Le projet : sauvez la jumenterie du Lude et soutenez un chantier-école
« Aujourd’hui, l’état de l’intérieur de la maison du valet est inquiétant : la cheminée, le plancher, la charpente et la couverture en ardoise risquent de s’effondrer. Le reste des éléments intérieurs est dans un état de délabrement avancé mais n’entraine pas de défaut structurel. Concernant le sol, le carrelage est manquant à 80 % et la plupart des carreaux restants sont cassés. L’ensemble des murs est en mauvais état. » Le site appartient toujours au château du Lude, et donc à monsieur et madame de Nicolaÿ. Mais la mairie du Lude, via un bail de 99 ans, s’engage à le sauvegarder, notamment dans le cadre de sa candidature pour devenir une Petite Cité de caractère.

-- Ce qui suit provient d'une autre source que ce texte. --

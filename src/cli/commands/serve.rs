//! Web UI and HTTP API.
//!
//! Serves a single page with a PDF upload control, the generated summary
//! and a quiz panel, backed by JSON endpoints.

use crate::assistant::Assistant;
use crate::cli::preflight::{self, Operation};
use crate::cli::Output;
use crate::config::Settings;
use crate::error::PdfQuizError;
use crate::quiz::{QuizQuestion, QuizStyle};
use crate::response::ParseError;
use crate::uploads::{find_upload, save_upload};
use axum::{
    extract::{DefaultBodyLimit, Multipart, State},
    http::StatusCode,
    response::{Html, IntoResponse, Response},
    routing::{get, post},
    Json, Router,
};
use serde::{Deserialize, Serialize};
use std::path::PathBuf;
use std::sync::Arc;
use tower_http::cors::{Any, CorsLayer};
use tracing::{error, info, warn};

const INDEX_HTML: &str = include_str!("index.html");

/// Shared application state.
struct AppState {
    assistant: Assistant,
    upload_dir: PathBuf,
    api_key_env: String,
}

/// Run the HTTP server.
pub async fn run_serve(host: Option<String>, port: Option<u16>, settings: Settings) -> anyhow::Result<()> {
    if let Err(e) = preflight::check(Operation::Serve, &settings, None) {
        Output::error(&format!("{}", e));
        Output::info("Run 'pdfquiz doctor' for detailed diagnostics.");
        return Err(e.into());
    }

    let state = Arc::new(AppState {
        assistant: Assistant::new(&settings)?,
        upload_dir: settings.upload_dir(),
        api_key_env: settings.model.api_key_env.clone(),
    });

    let app = router(state, upload_limit_bytes(settings.server.max_upload_mb));

    let host = host.unwrap_or_else(|| settings.server.host.clone());
    let port = port.unwrap_or(settings.server.port);
    let addr = format!("{}:{}", host, port);
    let listener = tokio::net::TcpListener::bind(&addr).await?;

    Output::header("PDF Assistant");
    println!();
    Output::success(&format!("Listening on http://{}", addr));
    println!();
    println!("Endpoints:");
    Output::kv("Web UI", "GET  /");
    Output::kv("Health", "GET  /health");
    Output::kv("Upload + summary", "POST /api/upload");
    Output::kv("Quiz", "POST /api/quiz");
    Output::kv("Uploads", &settings.upload_dir().display().to_string());
    println!();
    Output::info("Press Ctrl+C to stop the server.");

    axum::serve(listener, app).await?;

    Ok(())
}

/// Request body limit for a configured size in megabytes.
fn upload_limit_bytes(max_upload_mb: usize) -> usize {
    max_upload_mb.saturating_mul(1024 * 1024)
}

fn router(state: Arc<AppState>, max_upload_bytes: usize) -> Router {
    let cors = CorsLayer::new()
        .allow_origin(Any)
        .allow_methods(Any)
        .allow_headers(Any);

    Router::new()
        .route("/", get(index))
        .route("/health", get(health))
        .route("/api/upload", post(upload))
        .route("/api/quiz", post(quiz))
        .layer(DefaultBodyLimit::max(max_upload_bytes))
        .layer(cors)
        .with_state(state)
}

// === Request/Response Types ===

#[derive(Serialize)]
struct UploadResponse {
    file_name: String,
    summary: String,
}

#[derive(Deserialize)]
struct QuizRequest {
    file_name: String,
    #[serde(default)]
    style: Option<String>,
}

#[derive(Serialize)]
struct QuizResponse {
    questions: Vec<QuizQuestion>,
}

#[derive(Serialize, Default)]
struct ErrorResponse {
    error: String,
    #[serde(skip_serializing_if = "Option::is_none")]
    hint: Option<String>,
    #[serde(skip_serializing_if = "Option::is_none")]
    raw: Option<String>,
    #[serde(skip_serializing_if = "Option::is_none")]
    detail: Option<String>,
}

fn error_response(status: StatusCode, body: ErrorResponse) -> Response {
    (status, Json(body)).into_response()
}

fn simple_error(status: StatusCode, message: String) -> Response {
    error_response(
        status,
        ErrorResponse {
            error: message,
            ..ErrorResponse::default()
        },
    )
}

fn agent_error(state: &AppState, context: &str, e: PdfQuizError) -> Response {
    error!("{}: {}", context, e);
    error_response(
        StatusCode::BAD_GATEWAY,
        ErrorResponse {
            error: format!("{}: {}", context, e),
            hint: Some(format!(
                "Check {} and tool configuration.",
                state.api_key_env
            )),
            ..ErrorResponse::default()
        },
    )
}

// === Handlers ===

async fn index() -> Html<&'static str> {
    Html(INDEX_HTML)
}

async fn health() -> impl IntoResponse {
    Json(serde_json::json!({ "status": "ok" }))
}

/// Pull the first field that carries a file name out of the form.
async fn read_file_field(multipart: &mut Multipart) -> Result<(String, axum::body::Bytes), String> {
    while let Some(field) = multipart
        .next_field()
        .await
        .map_err(|e| format!("Multipart error: {}", e))?
    {
        let Some(file_name) = field.file_name().map(str::to_string) else {
            continue;
        };
        let bytes = field
            .bytes()
            .await
            .map_err(|e| format!("Failed to read file: {}", e))?;
        return Ok((file_name, bytes));
    }
    Err("No file provided".to_string())
}

async fn upload(State(state): State<Arc<AppState>>, mut multipart: Multipart) -> Response {
    let (file_name, bytes) = match read_file_field(&mut multipart).await {
        Ok(field) => field,
        Err(message) => return simple_error(StatusCode::BAD_REQUEST, message),
    };

    let upload_dir = state.upload_dir.clone();
    let name = file_name.clone();
    let saved = tokio::task::spawn_blocking(move || save_upload(&upload_dir, &name, &bytes)).await;

    let path = match saved {
        Ok(Ok(path)) => path,
        Ok(Err(e @ PdfQuizError::Upload(_))) => {
            warn!("Rejected upload: {}", e);
            return simple_error(StatusCode::BAD_REQUEST, e.to_string());
        }
        Ok(Err(e)) => {
            error!("Failed to store upload: {}", e);
            return simple_error(StatusCode::INTERNAL_SERVER_ERROR, e.to_string());
        }
        Err(e) => return simple_error(StatusCode::INTERNAL_SERVER_ERROR, e.to_string()),
    };

    info!("PDF '{}' uploaded", file_name);

    match state.assistant.summarize(&path).await {
        Ok(summary) => Json(UploadResponse {
            file_name: path
                .file_name()
                .map(|n| n.to_string_lossy().into_owned())
                .unwrap_or(file_name),
            summary,
        })
        .into_response(),
        Err(e) => agent_error(&state, "Error generating summary", e),
    }
}

async fn quiz(State(state): State<Arc<AppState>>, Json(req): Json<QuizRequest>) -> Response {
    let path = match find_upload(&state.upload_dir, &req.file_name) {
        Ok(Some(path)) => path,
        Ok(None) => {
            return simple_error(
                StatusCode::NOT_FOUND,
                format!("No uploaded PDF named '{}'", req.file_name),
            )
        }
        Err(e) => return simple_error(StatusCode::BAD_REQUEST, e.to_string()),
    };

    let style = req.style.as_deref().map(QuizStyle::from).unwrap_or_default();

    let outcome = match state.assistant.quiz(&path, style).await {
        Ok(outcome) => outcome,
        Err(e) => return agent_error(&state, "Agent Error", e),
    };

    match outcome.parsed {
        Ok(questions) => Json(QuizResponse { questions }).into_response(),
        Err(ParseError::ToolReported(message)) => simple_error(StatusCode::UNPROCESSABLE_ENTITY, message),
        Err(e) => error_response(
            StatusCode::UNPROCESSABLE_ENTITY,
            ErrorResponse {
                error: "Could not parse the quiz output.".to_string(),
                raw: e.raw().map(str::to_string),
                detail: Some(e.detail().to_string()),
                ..ErrorResponse::default()
            },
        ),
    }
}

#[cfg(test)]
mod tests {
    use super::*;
    use crate::agent::testing::{text_reply, tool_reply, FixedExtractor, ScriptedModel};
    use crate::agent::ModelReply;
    use crate::config::Prompts;
    use crate::error::Result;
    use axum::body::Body;
    use axum::extract::{FromRequest, Request};

    fn state(dir: &std::path::Path, replies: Vec<Result<ModelReply>>) -> Arc<AppState> {
        let assistant = Assistant::with_model(
            ScriptedModel::new(replies),
            FixedExtractor::new("document text"),
            Prompts::default(),
        );
        Arc::new(AppState {
            assistant,
            upload_dir: dir.to_path_buf(),
            api_key_env: "GEMINI_API_KEY".to_string(),
        })
    }

    async fn body_json(response: Response) -> serde_json::Value {
        let bytes = axum::body::to_bytes(response.into_body(), usize::MAX)
            .await
            .unwrap();
        serde_json::from_slice(&bytes).unwrap()
    }

    const BOUNDARY: &str = "pdfquiz-test-boundary";

    /// Multipart form with one part; `file_name` makes it a file field.
    async fn multipart(field: &str, file_name: Option<&str>, bytes: &[u8]) -> Multipart {
        let disposition = match file_name {
            Some(name) => format!(r#"form-data; name="{}"; filename="{}""#, field, name),
            None => format!(r#"form-data; name="{}""#, field),
        };
        let mut body = format!(
            "--{}\r\nContent-Disposition: {}\r\nContent-Type: application/pdf\r\n\r\n",
            BOUNDARY, disposition
        )
        .into_bytes();
        body.extend_from_slice(bytes);
        body.extend_from_slice(format!("\r\n--{}--\r\n", BOUNDARY).as_bytes());

        let request = Request::builder()
            .method("POST")
            .uri("/api/upload")
            .header(
                "content-type",
                format!("multipart/form-data; boundary={}", BOUNDARY),
            )
            .body(Body::from(body))
            .unwrap();
        Multipart::from_request(request, &()).await.unwrap()
    }

    #[tokio::test]
    async fn test_upload_saves_and_summarizes() {
        let dir = tempfile::tempdir().unwrap();
        let replies = vec![Ok(text_reply("A short summary."))];

        let form = multipart("file", Some("notes.pdf"), b"%PDF-1.5 fake").await;
        let response = upload(State(state(dir.path(), replies)), form).await;
        assert_eq!(response.status(), StatusCode::OK);

        let body = body_json(response).await;
        assert_eq!(body["file_name"], "notes.pdf");
        assert_eq!(body["summary"], "A short summary.");
        assert_eq!(
            std::fs::read(dir.path().join("notes.pdf")).unwrap(),
            b"%PDF-1.5 fake"
        );
    }

    #[tokio::test]
    async fn test_upload_rejects_non_pdf() {
        let dir = tempfile::tempdir().unwrap();
        let form = multipart("file", Some("notes.txt"), b"plain text").await;
        let response = upload(State(state(dir.path(), vec![])), form).await;

        assert_eq!(response.status(), StatusCode::BAD_REQUEST);
        let body = body_json(response).await;
        assert!(body["error"].as_str().unwrap().contains("not a PDF"));
        assert!(!dir.path().join("notes.txt").exists());
    }

    #[tokio::test]
    async fn test_upload_without_file_field() {
        let dir = tempfile::tempdir().unwrap();
        let form = multipart("comment", None, b"hello").await;
        let response = upload(State(state(dir.path(), vec![])), form).await;

        assert_eq!(response.status(), StatusCode::BAD_REQUEST);
        let body = body_json(response).await;
        assert_eq!(body["error"], "No file provided");
    }

    #[tokio::test]
    async fn test_upload_agent_failure() {
        let dir = tempfile::tempdir().unwrap();
        let replies = vec![Err(PdfQuizError::OpenAI("timeout".to_string()))];
        let form = multipart("file", Some("notes.pdf"), b"%PDF").await;
        let response = upload(State(state(dir.path(), replies)), form).await;

        assert_eq!(response.status(), StatusCode::BAD_GATEWAY);
        let body = body_json(response).await;
        assert!(body["error"].as_str().unwrap().starts_with("Error generating summary"));
    }

    #[test]
    fn test_upload_limit_saturates() {
        assert_eq!(upload_limit_bytes(200), 200 * 1024 * 1024);
        assert_eq!(upload_limit_bytes(usize::MAX), usize::MAX);
    }

    fn quiz_request(file_name: &str) -> Json<QuizRequest> {
        Json(QuizRequest {
            file_name: file_name.to_string(),
            style: None,
        })
    }

    #[tokio::test]
    async fn test_quiz_unknown_file() {
        let dir = tempfile::tempdir().unwrap();
        let response = quiz(State(state(dir.path(), vec![])), quiz_request("missing.pdf")).await;
        assert_eq!(response.status(), StatusCode::NOT_FOUND);
    }

    #[tokio::test]
    async fn test_quiz_success() {
        let dir = tempfile::tempdir().unwrap();
        save_upload(dir.path(), "doc.pdf", b"%PDF").unwrap();

        let tool_args = format!(
            r#"{{"file_path": "{}"}}"#,
            dir.path().join("doc.pdf").display()
        );
        let replies = vec![
            Ok(tool_reply("create_quiz", &tool_args)),
            Ok(text_reply(
                r#"[{"question": "What is 2+2?", "options": ["3", "4", "5"], "answer": "4"}]"#,
            )),
        ];

        let response = quiz(State(state(dir.path(), replies)), quiz_request("doc.pdf")).await;
        assert_eq!(response.status(), StatusCode::OK);
        let body = body_json(response).await;
        assert_eq!(body["questions"][0]["answer"], "4");
    }

    #[tokio::test]
    async fn test_quiz_parse_failure() {
        let dir = tempfile::tempdir().unwrap();
        save_upload(dir.path(), "doc.pdf", b"%PDF").unwrap();

        let replies = vec![Ok(text_reply("No quiz today."))];
        let response = quiz(State(state(dir.path(), replies)), quiz_request("doc.pdf")).await;
        assert_eq!(response.status(), StatusCode::UNPROCESSABLE_ENTITY);
        let body = body_json(response).await;
        assert_eq!(body["raw"], "No quiz today.");
        assert!(body["detail"].as_str().is_some());
    }

    #[tokio::test]
    async fn test_quiz_agent_failure() {
        let dir = tempfile::tempdir().unwrap();
        save_upload(dir.path(), "doc.pdf", b"%PDF").unwrap();

        let replies = vec![Err(PdfQuizError::OpenAI("401".to_string()))];
        let response = quiz(State(state(dir.path(), replies)), quiz_request("doc.pdf")).await;
        assert_eq!(response.status(), StatusCode::BAD_GATEWAY);
        let body = body_json(response).await;
        assert!(body["hint"].as_str().unwrap().contains("GEMINI_API_KEY"));
    }

    #[tokio::test]
    async fn test_index_page() {
        let Html(page) = index().await;
        assert!(page.contains("/api/upload"));
        assert!(page.contains("/api/quiz"));
    }
}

Après un premier travail de débroussaillage, une nouvelle phase s’opère avec la mise en place, à l’automne 2020, d’un chantier-école sur trois ans2, piloté par l’association CHAM (Chantiers histoire et architecture médiévales), à destination de volontaires du service civique et de bénéficiaires du programme d’insertion professionnelle PrépaRebond. Ce projet s’inscrit dans une démarche de dynamisation de la filière des métiers du bâtiment et de la restauration du patrimoine.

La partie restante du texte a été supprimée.